Every single entry below should be reproduced verbatim.

***** INFORMATION PROVIDED *****

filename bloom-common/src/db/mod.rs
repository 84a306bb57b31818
//! Database initialization and schema

pub mod init;

pub use init::*;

*****

→ **TASK RESPONSE**
filename bloom-common/src/db/mod.rs
repository 84a306bb57b31818
//! Database initialization and schema

pub mod init;

pub use init::*;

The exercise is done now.